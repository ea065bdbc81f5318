//! FUSE protocol adapter.
//!
//! `fuser` speaks inodes; the filesystem core speaks logical paths. This
//! layer interns paths as inodes, converts attributes, and forwards every
//! operation to [`AsymmetricFs`]. Core handles double as FUSE file handles.

use std::collections::HashMap;
use std::ffi::OsStr;
use std::path::Path;
use std::path::PathBuf;
use std::time::Duration;
use std::time::SystemTime;
use std::time::UNIX_EPOCH;

use fuser::FileAttr;
use fuser::FileType;
use fuser::Filesystem;
use fuser::KernelConfig;
use fuser::ReplyAttr;
use fuser::ReplyCreate;
use fuser::ReplyData;
use fuser::ReplyDirectory;
use fuser::ReplyEmpty;
use fuser::ReplyEntry;
use fuser::ReplyOpen;
use fuser::ReplyStatfs;
use fuser::ReplyWrite;
use fuser::ReplyXattr;
use fuser::Request;
use fuser::TimeOrNow;
use libc::c_int;
use log::debug;
use nix::errno::Errno;

use crate::fs::AsymmetricFs;
use crate::fs::Attributes;
use crate::fs::EntryType;
use crate::open_flags::OpenFlags;

/// Attribute cache lifetime handed to the kernel. Sizes change the moment a
/// buffer loads or a write lands, so nothing is cached.
const TTL: Duration = Duration::new(0, 0);

const ROOT_INODE: u64 = 1;

/// The inode-speaking face of the filesystem.
#[derive(Debug)]
pub struct AsymmetricFuse {
    fs: AsymmetricFs,
    inodes: HashMap<u64, PathBuf>,
    paths: HashMap<PathBuf, u64>,
    next_inode: u64,
}

impl AsymmetricFuse {
    pub fn new(fs: AsymmetricFs) -> AsymmetricFuse {
        let root = PathBuf::from("/");
        AsymmetricFuse {
            fs,
            inodes: HashMap::from([(ROOT_INODE, root.clone())]),
            paths: HashMap::from([(root, ROOT_INODE)]),
            next_inode: ROOT_INODE + 1,
        }
    }

    pub fn fs(&self) -> &AsymmetricFs {
        &self.fs
    }

    fn intern(&mut self, path: PathBuf) -> u64 {
        if let Some(ino) = self.paths.get(&path) {
            return *ino;
        }
        let ino = self.next_inode;
        self.next_inode += 1;
        self.inodes.insert(ino, path.clone());
        self.paths.insert(path, ino);
        ino
    }

    fn path_of(&self, ino: u64) -> Option<PathBuf> {
        self.inodes.get(&ino).cloned()
    }

    fn child_path(&self, parent: u64, name: &OsStr) -> Option<PathBuf> {
        self.inodes.get(&parent).map(|dir| dir.join(name))
    }

    fn forget_path(&mut self, path: &Path) {
        if let Some(ino) = self.paths.remove(path) {
            self.inodes.remove(&ino);
        }
    }
}

fn err(errno: Errno) -> c_int {
    errno as c_int
}

fn kind_of(mode: u32) -> FileType {
    match mode & libc::S_IFMT {
        libc::S_IFDIR => FileType::Directory,
        libc::S_IFLNK => FileType::Symlink,
        libc::S_IFIFO => FileType::NamedPipe,
        libc::S_IFCHR => FileType::CharDevice,
        libc::S_IFBLK => FileType::BlockDevice,
        libc::S_IFSOCK => FileType::Socket,
        _ => FileType::RegularFile,
    }
}

fn file_attr(attr: &Attributes, ino: u64) -> FileAttr {
    FileAttr {
        ino,
        size: attr.size,
        blocks: attr.blocks,
        atime: attr.atime,
        mtime: attr.mtime,
        ctime: attr.ctime,
        crtime: UNIX_EPOCH,
        kind: kind_of(attr.mode),
        perm: (attr.mode & 0o7777) as u16,
        nlink: attr.nlink,
        uid: attr.uid,
        gid: attr.gid,
        rdev: attr.rdev,
        blksize: attr.blksize,
        flags: 0,
    }
}

fn entry_kind(kind: EntryType) -> FileType {
    match kind {
        EntryType::Regular => FileType::RegularFile,
        EntryType::Directory => FileType::Directory,
        EntryType::Symlink => FileType::Symlink,
    }
}

fn time_of(time: Option<TimeOrNow>) -> Option<SystemTime> {
    time.map(|value| match value {
        TimeOrNow::SpecificTime(when) => when,
        TimeOrNow::Now => SystemTime::now(),
    })
}
//! Invocation of the external encryption tool.
//!
//! The tool is any executable with gpg's command-line contract: it reads
//! plaintext (or one armored block) on stdin, writes the transformed bytes
//! to stdout, and exits zero on success. `GNUPGHOME` and the rest of the
//! environment pass through to the child untouched.

use std::ffi::OsString;
use std::io;
use std::os::fd::OwnedFd;
use std::path::Path;
use std::path::PathBuf;
use std::process::Command;
use std::process::Stdio;

use log::debug;

use crate::subprocess::Subprocess;
use crate::subprocess::Wire;

/// Terminator line of one armored encrypted block.
pub const ARMOR_END: &[u8] = b"-----END PGP MESSAGE-----\n";

/// Default tool, resolved through `PATH`.
const DEFAULT_BINARY: &str = "gpg";

/// A recipient identifier the external tool has vouched for.
#[derive(Clone, Debug, Eq, PartialEq)]
pub struct Recipient(String);

impl Recipient {
    pub fn as_str(&self) -> &str {
        &self.0
    }
}

/// The external tool plus the recipient set ciphertext is produced for.
#[derive(Clone, Debug)]
pub struct Gpg {
    binary: PathBuf,
    recipients: Vec<Recipient>,
}

impl Gpg {
    /// Uses `binary` as the tool, or resolves `gpg` via `PATH`.
    pub fn new(binary: Option<PathBuf>) -> Gpg {
        Gpg {
            binary: binary.unwrap_or_else(|| PathBuf::from(DEFAULT_BINARY)),
            recipients: Vec::new(),
        }
    }

    /// Rebinds an already-validated recipient set to `binary`.
    pub fn with_recipients(binary: PathBuf, recipients: Vec<Recipient>) -> Gpg {
        Gpg { binary, recipients }
    }

    pub fn binary(&self) -> &Path {
        &self.binary
    }

    pub fn recipients(&self) -> &[Recipient] {
        &self.recipients
    }

    /// Validates `id` against the keyring (`--list-keys` with stdin and
    /// stdout on the null device) and appends it to the recipient set.
    pub fn add_recipient(&mut self, id: &str) -> io::Result<Recipient> {
        let status = Command::new(&self.binary)
            .arg("--list-keys")
            .arg(id)
            .stdin(Stdio::null())
            .stdout(Stdio::null())
            .status()?;
        if !status.success() {
            return Err(io::Error::new(
                io::ErrorKind::NotFound,
                format!("no key found for recipient {id:?}"),
            ));
        }
        debug!("validated recipient {id:?}");
        let recipient = Recipient(id.to_owned());
        self.recipients.push(recipient.clone());
        Ok(recipient)
    }

    /// Spawns the encryptor with its stdout wired to `output`.
    pub fn spawn_encryptor(&self, output: OwnedFd) -> io::Result<Subprocess> {
        Subprocess::spawn(
            self.binary.as_os_str(),
            &self.encrypt_args(),
            Wire::Pipe,
            Wire::Fd(output),
        )
    }

    /// Spawns the decryptor reading one armored block from `input`, its
    /// stdout piped back to the caller.
    pub fn spawn_decryptor(&self, input: Wire) -> io::Result<Subprocess> {
        Subprocess::spawn(
            self.binary.as_os_str(),
            &self.decrypt_args(),
            input,
            Wire::Pipe,
        )
    }

    fn encrypt_args(&self) -> Vec<OsString> {
        let mut args: Vec<OsString> = ["--encrypt", "--armor", "--no-tty", "--batch"]
            .into_iter()
            .map(OsString::from)
            .collect();
        for recipient in &self.recipients {
            args.push(OsString::from("-r"));
            args.push(OsString::from(recipient.as_str()));
        }
        args
    }

    fn decrypt_args(&self) -> Vec<OsString> {
        ["--decrypt", "--no-tty", "--batch"]
            .into_iter()
            .map(OsString::from)
            .collect()
    }
}

#[cfg(test)]
pub(crate) mod tests {
    use std::fs;
    use std::io::Read;
    use std::io::Seek;
    use std::io::SeekFrom;
    use std::os::unix::fs::PermissionsExt;

    use super::*;

    /// Installs a stand-in for gpg that armors stdin with base64 and accepts
    /// any recipient starting with "test".
    pub(crate) fn stub_gpg(dir: &Path) -> PathBuf {
        let path = dir.join("stub-gpg");
        fs::write(
            &path,
            concat!(
                "#!/bin/sh\n",
                "case \"$1\" in\n",
                "  --list-keys)\n",
                "    case \"$2\" in\n",
                "      test*) exit 0 ;;\n",
                "      *) exit 1 ;;\n",
                "    esac\n",
                "    ;;\n",
                "  --encrypt)\n",
                "    printf -- '-----BEGIN PGP MESSAGE-----\\n'\n",
                "    base64\n",
                "    printf -- '-----END PGP MESSAGE-----\\n'\n",
                "    ;;\n",
                "  --decrypt)\n",
                "    grep -v -- '-----' | base64 -d\n",
                "    ;;\n",
                "  *) exit 2 ;;\n",
                "esac\n",
            ),
        )
        .unwrap();
        fs::set_permissions(&path, fs::Permissions::from_mode(0o755)).unwrap();
        path
    }

    #[test]
    fn recipient_validation() {
        let dir = tempfile::tempdir().unwrap();
        let mut gpg = Gpg::new(Some(stub_gpg(dir.path())));
        assert!(gpg.add_recipient("test@example.com").is_ok());
        assert!(gpg.add_recipient("unknown@example.com").is_err());
        assert_eq!(gpg.recipients().len(), 1);
        assert_eq!(gpg.recipients()[0].as_str(), "test@example.com");
    }

    #[test]
    fn encrypt_args_name_every_recipient() {
        let dir = tempfile::tempdir().unwrap();
        let mut gpg = Gpg::new(Some(stub_gpg(dir.path())));
        gpg.add_recipient("test-one").unwrap();
        gpg.add_recipient("test-two").unwrap();
        let args = gpg.encrypt_args();
        assert_eq!(args[..4], ["--encrypt", "--armor", "--no-tty", "--batch"]);
        assert_eq!(args[4..], ["-r", "test-one", "-r", "test-two"]);
    }

    #[test]
    fn encrypt_then_decrypt_round_trips() {
        let dir = tempfile::tempdir().unwrap();
        let mut gpg = Gpg::new(Some(stub_gpg(dir.path())));
        gpg.add_recipient("test-key").unwrap();

        let mut ciphertext_file = tempfile::tempfile().unwrap();
        let mut child = gpg
            .spawn_encryptor(ciphertext_file.try_clone().unwrap().into())
            .unwrap();
        child
            .communicate(Some(b"attack at dawn"), |_| Ok(()))
            .unwrap();
        assert_eq!(child.wait(), 0);

        ciphertext_file.seek(SeekFrom::Start(0)).unwrap();
        let mut ciphertext = Vec::new();
        ciphertext_file.read_to_end(&mut ciphertext).unwrap();
        assert!(ciphertext.starts_with(b"-----BEGIN PGP MESSAGE-----\n"));
        assert!(ciphertext.ends_with(ARMOR_END));
        assert!(!ciphertext.windows(14).any(|w| w == b"attack at dawn"));

        let mut child = gpg.spawn_decryptor(Wire::Pipe).unwrap();
        let mut plaintext = Vec::new();
        child
            .communicate(Some(&ciphertext), |chunk| {
                plaintext.extend_from_slice(chunk);
                Ok(())
            })
            .unwrap();
        assert_eq!(child.wait(), 0);
        assert_eq!(plaintext, b"attack at dawn");
    }
}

--*--

*Task objective*:
Each line from the top of the entries above through the line containing "nothing is cached." must be transcribed exactly, and no other line may appear.

*Solution to this exercise*:
repository ea065bdbc81f5318
//! FUSE protocol adapter.
//!
//! `fuser` speaks inodes; the filesystem core speaks logical paths. This
//! layer interns paths as inodes, converts attributes, and forwards every
//! operation to [`AsymmetricFs`]. Core handles double as FUSE file handles.

use std::collections::HashMap;
use std::ffi::OsStr;
use std::path::Path;
use std::path::PathBuf;
use std::time::Duration;
use std::time::SystemTime;
use std::time::UNIX_EPOCH;

use fuser::FileAttr;
use fuser::FileType;
use fuser::Filesystem;
use fuser::KernelConfig;
use fuser::ReplyAttr;
use fuser::ReplyCreate;
use fuser::ReplyData;
use fuser::ReplyDirectory;
use fuser::ReplyEmpty;
use fuser::ReplyEntry;
use fuser::ReplyOpen;
use fuser::ReplyStatfs;
use fuser::ReplyWrite;
use fuser::ReplyXattr;
use fuser::Request;
use fuser::TimeOrNow;
use libc::c_int;
use log::debug;
use nix::errno::Errno;

use crate::fs::AsymmetricFs;
use crate::fs::Attributes;
use crate::fs::EntryType;
use crate::open_flags::OpenFlags;

/// Attribute cache lifetime handed to the kernel. Sizes change the moment a
/// buffer loads or a write lands, so nothing is cached.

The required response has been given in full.